In what has been described a “quite possibly unique” set of circumstances, the High Court has set aside a purported £74 million arbitration award, finding that the arbitration agreement and the award itself were fabricated.

On 30 January 2024, Mr Justice Butcher heard the application to set aside the order in Contax Partners Inc BVI v Kuwait Finance House (KFH-Kuwait) & Ors [2024] EWHC 436 (Comm)

Granting the order in August 2023

He originally made an order on 9 August 2023, which entered judgment against the Defendants in the terms of the purported Kuwaiti arbitration award (the August Order).

Reflecting on the original award, Mr Justice Butcher recalled that the paper application was difficult to understand, but in retrospect he allowed “undue allowance for difficulties apparently arising from documents being prepared by people who were not native English speakers and/or whose grasp of English procedure was not perfect.”

Understandably, it did not occur to him at the time that the documents may be fabrications.

The ‘arbitration’ in Kuwait

The Kuwaiti arbitration award was dated 28 November 2022 (the Award), purportedly awarded by the Kuwait Chamber of Commerce and Industry Commercial Arbitration Centre (KCAC). It was further said that the defendant had sought to appeal the award to the Commercial Court of Appeal in Kuwait and the Upper Court had endorsed the Award (the Kuwaiti Judgment).

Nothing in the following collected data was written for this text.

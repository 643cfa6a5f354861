//! Command-line arguments and their conversion into run settings.

use std::io::{self, Write};
use std::path::PathBuf;
use std::time::Duration;

use clap::{ArgAction, Parser};

use crate::cadence_engine::{CadenceConfig, DEFAULT_SEED, MAX_SEQUENCE_LENGTH};
use crate::error::Error;
use crate::session::SessionOptions;

/// Strike combination caller: prints a random combo each round and calls it out loud.
#[derive(Parser, Debug)]
#[command(name = "cadence")]
#[command(author, version, about, long_about = None)]
pub struct Args {
    /// Number of distinct moves to keep, simplest first (0 keeps them all)
    #[arg(short = 'd', long = "distinct", default_value_t = 0)]
    pub distinct: usize,

    /// Moves per round
    #[arg(short = 'n', long = "length", default_value = "2", value_parser = parse_length)]
    pub length: usize,

    /// Only leg strikes
    #[arg(long, conflicts_with = "arm_only")]
    pub leg_only: bool,

    /// Only arm strikes
    #[arg(long)]
    pub arm_only: bool,

    /// Pause between rounds, e.g. 1s, 750ms, 1m30s
    #[arg(short = 't', long, default_value = "1s", value_parser = parse_interval)]
    pub interval: Duration,

    /// Random seed; the same seed replays the same rounds
    #[arg(short, long, default_value_t = DEFAULT_SEED)]
    pub seed: u64,

    /// Seed from OS entropy instead of --seed
    #[arg(long, conflicts_with = "seed")]
    pub random: bool,

    /// Directory holding one <move>.mp3 clip per move
    #[arg(long, default_value = "sound")]
    pub sounds: PathBuf,

    /// JSON move table replacing the built-in one
    #[arg(long)]
    pub catalog: Option<PathBuf>,

    /// Print rounds without playing audio
    #[arg(short, long)]
    pub mute: bool,

    /// Stop after this many rounds (default: until a key is pressed)
    #[arg(short, long)]
    pub rounds: Option<u64>,

    /// More log output (-v debug, -vv trace)
    #[arg(short, long, action = ArgAction::Count)]
    pub verbose: u8,
}

impl Args {
    pub fn config(&self) -> CadenceConfig {
        CadenceConfig {
            sequence_length: self.length,
            max_distinct: self.distinct,
            arm_only: self.arm_only,
            leg_only: self.leg_only,
            interval: self.interval,
            rng_seed: if self.random { None } else { Some(self.seed) },
        }
    }

    pub fn session_options(&self) -> SessionOptions {
        SessionOptions { interval: self.interval, max_rounds: self.rounds }
    }

    /// Default `tracing` filter for the verbosity level; `RUST_LOG` overrides it.
    pub fn log_filter(&self) -> &'static str {
        match self.verbose {
            0 => "warn",
            1 => "debug",
            _ => "trace",
        }
    }
}

/// Tell the user why the run ended, as a single line on `out`.
pub fn report_failure<W: Write + ?Sized>(out: &mut W, err: &Error) -> io::Result<()> {
    writeln!(out, "cadence: {err}")
}

fn parse_length(s: &str) -> Result<usize, String> {
    match s.parse::<usize>() {
        Ok(0) => Err("a round needs at least one move".into()),
        Ok(n) if n > MAX_SEQUENCE_LENGTH => Err(format!("at most {MAX_SEQUENCE_LENGTH} moves per round")),
        Ok(n) => Ok(n),
        Err(e) => Err(e.to_string()),
    }
}

/// Parse a duration written as `<number><unit>` groups, e.g. `1s`, `250ms`,
/// `1m30s`, `1.5h`. Units: `ns`, `us` (or `µs`), `ms`, `s`, `m`, `h`. A bare
/// `0` is accepted; negative values are not.
pub fn parse_interval(s: &str) -> Result<Duration, String> {
    let s = s.trim();
    if s == "0" {
        return Ok(Duration::ZERO);
    }
    if s.starts_with('-') {
        return Err(format!("interval '{s}' must not be negative"));
    }
    let mut rest = s.strip_prefix('+').unwrap_or(s);
    if rest.is_empty() {
        return Err("empty interval".into());
    }

    let mut total: u128 = 0;
    while !rest.is_empty() {
        let int_len = rest.find(|c: char| !c.is_ascii_digit()).unwrap_or(rest.len());
        let (int_part, after) = rest.split_at(int_len);

        let (frac_part, after) = match after.strip_prefix('.') {
            Some(tail) => {
                let n = tail.find(|c: char| !c.is_ascii_digit()).unwrap_or(tail.len());
                tail.split_at(n)
            }
            None => ("", after),
        };
        if int_part.is_empty() && frac_part.is_empty() {
            return Err(format!("invalid interval '{s}'"));
        }

        let unit_len = after
            .find(|c: char| c.is_ascii_digit() || c == '.')
            .unwrap_or(after.len());
        let (unit, tail) = after.split_at(unit_len);
        let scale: u128 = match unit {
            "ns" => 1,
            "us" | "µs" | "μs" => 1_000,
            "ms" => 1_000_000,
            "s" => 1_000_000_000,
            "m" => 60 * 1_000_000_000,
            "h" => 3_600 * 1_000_000_000,
            "" => return Err(format!("missing unit in interval '{s}'")),
            other => return Err(format!("unknown unit '{other}' in interval '{s}'")),
        };

        let too_long = || format!("interval '{s}' is too long");
        let whole: u128 = if int_part.is_empty() {
            0
        } else {
            int_part.parse().map_err(|_| too_long())?
        };
        let mut nanos = whole.checked_mul(scale).ok_or_else(too_long)?;

        // Digits beyond nanosecond precision are dropped.
        let frac_digits = &frac_part[..frac_part.len().min(18)];
        if !frac_digits.is_empty() {
            let frac: u128 = frac_digits.parse().map_err(|_| too_long())?;
            let denom = 10u128.pow(frac_digits.len() as u32);
            nanos += frac * scale / denom;
        }

        total = total.checked_add(nanos).ok_or_else(too_long)?;
        rest = tail;
    }

    let nanos = u64::try_from(total).map_err(|_| format!("interval '{s}' is too long"))?;
    Ok(Duration::from_nanos(nanos))
}

#[cfg(test)]
mod tests {
    use super::*;
    use crate::error::ConfigError;

    fn parse(args: &[&str]) -> Result<Args, clap::Error> {
        Args::try_parse_from(std::iter::once("cadence").chain(args.iter().copied()))
    }

    #[test]
    fn interval_accepts_common_forms() {
        assert_eq!(parse_interval("1s"), Ok(Duration::from_secs(1)));
        assert_eq!(parse_interval("250ms"), Ok(Duration::from_millis(250)));
        assert_eq!(parse_interval("1m30s"), Ok(Duration::from_secs(90)));
        assert_eq!(parse_interval("1.5s"), Ok(Duration::from_millis(1_500)));
        assert_eq!(parse_interval(".5h"), Ok(Duration::from_secs(1_800)));
        assert_eq!(parse_interval("2h45m"), Ok(Duration::from_secs(9_900)));
        assert_eq!(parse_interval("10us"), Ok(Duration::from_micros(10)));
        assert_eq!(parse_interval("10µs"), Ok(Duration::from_micros(10)));
        assert_eq!(parse_interval("7ns"), Ok(Duration::from_nanos(7)));
        assert_eq!(parse_interval("+3s"), Ok(Duration::from_secs(3)));
        assert_eq!(parse_interval("0"), Ok(Duration::ZERO));
    }

    #[test]
    fn interval_rejects_bad_input() {
        for bad in ["", "5", "-1s", "1x", "s", "1.s.", "1..5s", "99999999999999999999h"] {
            assert!(parse_interval(bad).is_err(), "accepted {bad:?}");
        }
    }

    #[test]
    fn defaults_match_a_plain_run() {
        let args = parse(&[]).unwrap();
        assert_eq!(args.config(), CadenceConfig::default());
        assert_eq!(args.session_options(), SessionOptions::default());
        assert_eq!(args.sounds, PathBuf::from("sound"));
        assert!(!args.mute);
        assert_eq!(args.log_filter(), "warn");
    }

    #[test]
    fn short_flags_fill_the_config() {
        let args = parse(&["-d", "3", "-n", "5", "-t", "2s", "--arm-only", "-s", "9", "-r", "4", "-vv"]).unwrap();
        let config = args.config();
        assert_eq!(config.max_distinct, 3);
        assert_eq!(config.sequence_length, 5);
        assert_eq!(config.interval, Duration::from_secs(2));
        assert!(config.arm_only && !config.leg_only);
        assert_eq!(config.rng_seed, Some(9));
        assert_eq!(args.rounds, Some(4));
        assert_eq!(args.log_filter(), "trace");
    }

    #[test]
    fn random_drops_the_seed() {
        assert_eq!(parse(&["--random"]).unwrap().config().rng_seed, None);
        assert!(parse(&["--random", "--seed", "4"]).is_err());
    }

    #[test]
    fn failure_is_reported_once() {
        let mut out = Vec::new();
        report_failure(&mut out, &Error::Config(ConfigError::ZeroSequenceLength)).unwrap();
        assert_eq!(String::from_utf8(out).unwrap(), "cadence: sequence length must be at least 1\n");
    }

    #[test]
    fn conflicting_or_invalid_flags_fail() {
        assert!(parse(&["--arm-only", "--leg-only"]).is_err());
        assert!(parse(&["-n", "0"]).is_err());
        assert!(parse(&["-n", "33"]).is_err());
        assert!(parse(&["-n", "18446744073709551615"]).is_err());
        assert_eq!(parse(&["-n", "32"]).unwrap().length, MAX_SEQUENCE_LENGTH);
        assert!(parse(&["-t", "soon"]).is_err());
    }
}
use rand::Rng;
use tracing::debug;

use crate::cadence_engine::{
    models::{Move, SlotContext},
    rules::{apply_rules, build_rules},
};
use crate::error::SelectionError;

/// Pick the move for one slot.
///
/// Builds the slot's rule chain, filters the working set with it, then picks
/// uniformly among the survivors. Fails when nothing survives, which can only
/// happen when every structurally eligible candidate lost its probability draw
/// (startup validation rules out the structural cases).
pub fn select_move<R: Rng>(
    working_set: &[Move],
    ctx: &SlotContext<'_>,
    rng: &mut R,
) -> Result<Move, SelectionError> {
    let rules = build_rules(working_set, ctx);
    let allowed = apply_rules(working_set, &rules, rng);

    if allowed.is_empty() {
        return Err(SelectionError::NoEligibleMove {
            position: ctx.position(),
            side: ctx.side,
        });
    }

    let chosen = allowed[rng.gen_range(0..allowed.len())];
    debug!(
        position = ctx.position(),
        side = %ctx.side,
        candidates = allowed.len(),
        chosen = %chosen.name,
        "selected move"
    );
    Ok(chosen.clone())
}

However, the Defendants’ case in the hearing in January 2024 was that there was never an arbitration at all. The Award is an out-and-out fabrication. The Court agreed that there was no real doubt, and no triable issue, that the Award was not genuine and is a fabrication.

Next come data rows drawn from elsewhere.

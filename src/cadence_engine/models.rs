use std::fmt;
use std::time::Duration;
use serde::{Deserialize, Serialize};

// ---------------------------------------------------------------------------
// Move primitives
// ---------------------------------------------------------------------------

/// Which limb delivers the strike.
#[derive(Debug, Clone, Copy, PartialEq, Eq, Hash, Default, Serialize, Deserialize)]
#[serde(rename_all = "lowercase")]
pub enum Limb {
    #[default]
    Arm,
    Leg,
}

impl fmt::Display for Limb {
    fn fmt(&self, f: &mut fmt::Formatter<'_>) -> fmt::Result {
        match self {
            Limb::Arm => write!(f, "arm"),
            Limb::Leg => write!(f, "leg"),
        }
    }
}

/// The attacking position a move is thrown from.
#[derive(Debug, Clone, Copy, PartialEq, Eq, Hash, Serialize, Deserialize)]
#[serde(rename_all = "lowercase")]
pub enum Side {
    Lead,
    Rear,
}

impl Side {
    /// The other side; the generator flips after every move.
    pub fn flip(self) -> Side {
        match self {
            Side::Lead => Side::Rear,
            Side::Rear => Side::Lead,
        }
    }

    /// One-letter marker used at the start of a printed round.
    pub fn marker(self) -> &'static str {
        match self {
            Side::Lead => "L",
            Side::Rear => "R",
        }
    }
}

impl fmt::Display for Side {
    fn fmt(&self, f: &mut fmt::Formatter<'_>) -> fmt::Result {
        match self {
            Side::Lead => write!(f, "lead"),
            Side::Rear => write!(f, "rear"),
        }
    }
}

/// A single strike definition.
///
/// `skip` is an inverse weight: `0.0` means the move always survives the
/// probability draw, `1.0` means it never does. Leaving it out of a catalog
/// file keeps the move always eligible.
#[derive(Debug, Clone, PartialEq, Serialize, Deserialize)]
pub struct Move {
    pub name: String,
    #[serde(default)]
    pub lead: bool,
    #[serde(default)]
    pub rear: bool,
    #[serde(default)]
    pub limb: Limb,
    #[serde(default)]
    pub skip: f64,
}

impl Move {
    pub fn new(name: impl Into<String>, lead: bool, rear: bool, limb: Limb, skip: f64) -> Self {
        Move { name: name.into(), lead, rear, limb, skip }
    }

    pub fn is_leg(&self) -> bool {
        self.limb == Limb::Leg
    }

    /// Can this move be thrown from `side`?
    pub fn allows_side(&self, side: Side) -> bool {
        match side {
            Side::Lead => self.lead,
            Side::Rear => self.rear,
        }
    }
}

impl fmt::Display for Move {
    fn fmt(&self, f: &mut fmt::Formatter<'_>) -> fmt::Result {
        write!(f, "{}", self.name)
    }
}

// ---------------------------------------------------------------------------
// Run configuration
// ---------------------------------------------------------------------------

/// Seed used when the caller does not supply one, so plain runs repeat.
pub const DEFAULT_SEED: u64 = 2;

/// Longest round a session may call.
pub const MAX_SEQUENCE_LENGTH: usize = 32;

/// Immutable snapshot of one run's parameters.
#[derive(Debug, Clone, PartialEq, Eq, Serialize, Deserialize)]
pub struct CadenceConfig {
    /// Moves per round. Must be at least 1.
    pub sequence_length: usize,
    /// Cap on the working set size after filtering; `0` keeps everything.
    pub max_distinct: usize,
    pub arm_only: bool,
    pub leg_only: bool,
    /// Pause between rounds.
    pub interval: Duration,
    /// `None` draws the seed from OS entropy.
    pub rng_seed: Option<u64>,
}

impl CadenceConfig {
    /// Defaults for everything except the round length.
    pub fn new(sequence_length: usize) -> Self {
        CadenceConfig { sequence_length, ..Self::default() }
    }
}

impl Default for CadenceConfig {
    fn default() -> Self {
        CadenceConfig {
            sequence_length: 2,
            max_distinct: 0,
            arm_only: false,
            leg_only: false,
            interval: Duration::from_secs(1),
            rng_seed: Some(DEFAULT_SEED),
        }
    }
}

// ---------------------------------------------------------------------------
// Selection context / output
// ---------------------------------------------------------------------------

/// Everything a rule needs to know about the slot being filled.
#[derive(Debug, Clone, Copy)]
pub struct SlotContext<'a> {
    pub side: Side,
    /// Moves already chosen earlier in the same round.
    pub prior: &'a [Move],
    pub sequence_length: usize,
}

impl SlotContext<'_> {
    /// Zero-based index of the slot being filled.
    pub fn position(&self) -> usize {
        self.prior.len()
    }
}

/// One generated round: the side its first move was thrown from plus the moves.
#[derive(Debug, Clone, PartialEq, Serialize, Deserialize)]
pub struct Round {
    pub start_side: Side,
    pub moves: Vec<Move>,
}

impl Round {
    pub fn names(&self) -> impl Iterator<Item = &str> {
        self.moves.iter().map(|m| m.name.as_str())
    }
}

impl fmt::Display for Round {
    fn fmt(&self, f: &mut fmt::Formatter<'_>) -> fmt::Result {
        write!(f, "{}:", self.start_side.marker())?;
        for m in &self.moves {
            write!(f, " {}", m.name)?;
        }
        Ok(())
    }
}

The evidence for fabrication

First, in what may be seen as a comical move if it were not so serious, substantial parts of the Award were lifted directly from Picken J’s judgment in Manoukian v Société Générale de Banque au Liban SAL [2022] EWHC 669 (QB) (‘Manoukian’). Mr Justice Butcher said that “if the Award were genuine, it would mean that the arbitration had played out in a way which was uncannily – one might fairly say miraculously – similar to what had happened in front of Picken J”

Secondly, there appeared to be no records of the proceedings. The KCAC had confirmed that no cases had been brought in that forum against any of the Defendants and the Kuwait Ministry of Justice confirmed that there was no record of any proceedings between the parties during the relevant time.

Thirdly, there were major procedural deficiencies. Most notably, Kuwaiti judgments are supposed to be in Arabic. There was no Arabic translation in evidence and no indication that the Kuwaiti Judgment purported to be a translation. Further, awards should contain a summary of the agreement to arbitrate and should be signed by all arbitrators. None of these procedures had been followed.

Raising unanswered, but serious questions

All of this led the Court to conclude that there was no arbitration agreement, there was no arbitration, and the Award and Kuwaiti Judgment were fabrications.

That is an unsettling conclusion, and as Mr Justice Butcher commented, “there are a considerable number of unanswered, but serious, questions”. It is so far unclear who was responsible for the fabrications and whether there is culpability as to the way in which the application for permission to enforce the purported Award was presented to the court.

Mr Justice Butcher said that “those are matters which are likely to require investigation hereafter.”

The nature of these circumstances is quite possibly unique, involving allegations of fraud on the court, which are very serious. It remains to be seen how this issue of dishonesty will conclude.